Algérie

Qu'est-ce qui fait courir Le Caire '



Les Egyptiens ont-ils compris enfin que la fin de la guerre en Libye passe d'abord par l'observation du principe d'équidistance entre les parties en conflit, ou leur changement de cap procède-t-il d'un calcul impliquant le rival turc, à l'influence grandissante à Tripoli 'Après avoir soutenu le controversé général Khalifa Haftar dans sa croisade contre le Gouvernement d'union nationale (GNA) de Tripoli et mené un processus de réconciliation avec les seules autorités de l'Est libyen, l'Egypte a rompu dimanche avec cette politique qui a alimenté le conflit en Libye.
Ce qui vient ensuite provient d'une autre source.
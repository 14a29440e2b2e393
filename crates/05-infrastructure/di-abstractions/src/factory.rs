//! 实例提供者抽象接口
//!
//! 提供者负责为一个绑定产出实例，实例以类型擦除的形式在容器内流转

use crate::resolver::ResolveContext;
use mockbot_common::DependencyError;
use std::any::Any;
use std::fmt;
use std::sync::Arc;

/// 类型擦除的实例
///
/// 内部总是保存一个 `Arc<T>`，克隆只增加引用计数。
#[derive(Clone)]
pub struct Instance(Arc<dyn Any + Send + Sync>);

impl Instance {
    /// 包装一个共享实例
    pub fn new<T>(value: Arc<T>) -> Self
    where
        T: ?Sized + Send + Sync + 'static,
    {
        Self(Arc::new(value))
    }

    /// 还原为具体类型的共享指针
    pub fn downcast<T: ?Sized + 'static>(&self) -> Option<Arc<T>> {
        self.0.downcast_ref::<Arc<T>>().cloned()
    }

    /// 是否保存的是 `Arc<T>`
    pub fn is<T: ?Sized + 'static>(&self) -> bool {
        self.0.is::<Arc<T>>()
    }
}

impl fmt::Debug for Instance {
    fn fmt(&self, f: &mut fmt::Formatter<'_>) -> fmt::Result {
        f.write_str("Instance(..)")
    }
}

/// 构造激活函数
pub type Activator = fn(&mut ResolveContext<'_>) -> Result<Instance, DependencyError>;

/// 提供者类别
#[derive(Debug, Clone, Copy, PartialEq, Eq, Hash)]
pub enum ProviderKind {
    /// 常量实例
    Constant,
    /// 工厂回调
    Method,
    /// 构造注入激活
    Activation,
    /// 模拟对象
    Mock,
}

impl ProviderKind {
    pub const fn as_str(&self) -> &'static str {
        match self {
            Self::Constant => "constant",
            Self::Method => "method",
            Self::Activation => "activation",
            Self::Mock => "mock",
        }
    }
}

impl fmt::Display for ProviderKind {
    fn fmt(&self, f: &mut fmt::Formatter<'_>) -> fmt::Result {
        f.write_str(self.as_str())
    }
}

/// 实例提供者 trait
pub trait Provider: Send + Sync {
    /// 创建（或返回）实例
    fn create(&self, ctx: &mut ResolveContext<'_>) -> Result<Instance, DependencyError>;

    /// 提供者类别
    fn kind(&self) -> ProviderKind;
}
La visite d'une délégation de hauts responsables du renseignement à Tripoli, la première depuis six ans, marque un nouveau départ dans les relations entre le GNA et Le Caire, qui compte d'ailleurs rouvrir sa représentation diplomatique à Tripoli. Ce revirement signifie-t-il pour autant un lâchage en règle de Khalifa Haftar ' Certainement pas, Abdel-Fattah al-Sissi n'ayant pas en tête l'arrêt de sa guerre contre la nébuleuse islamiste des Frères musulmans, classée en Egypte comme une "organisation terroriste".
Pourtant, l'Egypte, les Emirats arabes unis ou encore l'Arabie Saoudite ont toujours considéré le GNA comme un gouvernement à la solde des islamistes, appuyés par le Qatar et la Turquie. Mais qu'est-ce qui a changé depuis ' La défaite cinglante de Haftar dans sa bataille de conquête de Tripoli, après un an de combats meurtriers autour de la capitale avec les forces du GNA, en juin dernier, ainsi que la pression internationale pour la relance du processus de dialogue interlibyen ne sont pas les seuls à pouvoir justifier ce changement de cap dans la diplomatie égyptienne.
Pour rappel, après la défaite de Haftar en juin, grâce à l'appui déterminant apporté par Ankara, la guerre en Libye a failli tourner à un conflit régional durant l'été. Galvanisés par leurs victoires successives contre les troupes de l'Armée nationale libyenne (ANL), les soldats du GNA ont décidé d'aller à l'assaut de Syrte et d'al-Jofra, considérées comme des bastions de Khalifa Haftar.
En tant que pays voisin de la Libye, l'Egypte avait dès lors menacé d'intervenir militairement, estimant que sa sécurité était indirectement menacée. De toute évidence, ces menaces étaient plutôt adressées au soutien turc du GNA qu'au GNA lui-même qui était, début janvier 2020, sur le point de capituler, n'était l'alliance conclue entre son chef Fayez al-Serraj et le président turc, Recep Tayyip Erdogan. Il aurait ainsi fallu l'implication active de deux acteurs majeurs, la Russie et les Etats-Unis, pour mettre fin à une escalade diplomatique qui était sur le point de se transformer en une confrontation militaire.
Parallèlement, l'ONU était engagée dans une démarche constructive de réconciliation interlibyenne qui a abouti à la tenue du dialogue de Tunis en novembre dernier et d'où est sortie une feuille de route, que seule la fin des ingérences étrangères peut faire aboutir, outre la volonté des Libyens à mettre fin à leurs rivalités personnelles et tribales.
Dans ce jeu d'échec régional, les enjeux énergétiques en Méditerranée impliquant ces pays et des alliés européens du Caire pourraient être perçus comme des arguments fiables pour justifier un tel revirement. Mais ce n'est pas seulement une question de lutte pour le partage des ressources pétrolières et gazières dans un bassin méditerranéen miné par d'autres tensions politiques et sécuritaires, les enjeux géopolitiques étant aussi importants que les ressources souterraines.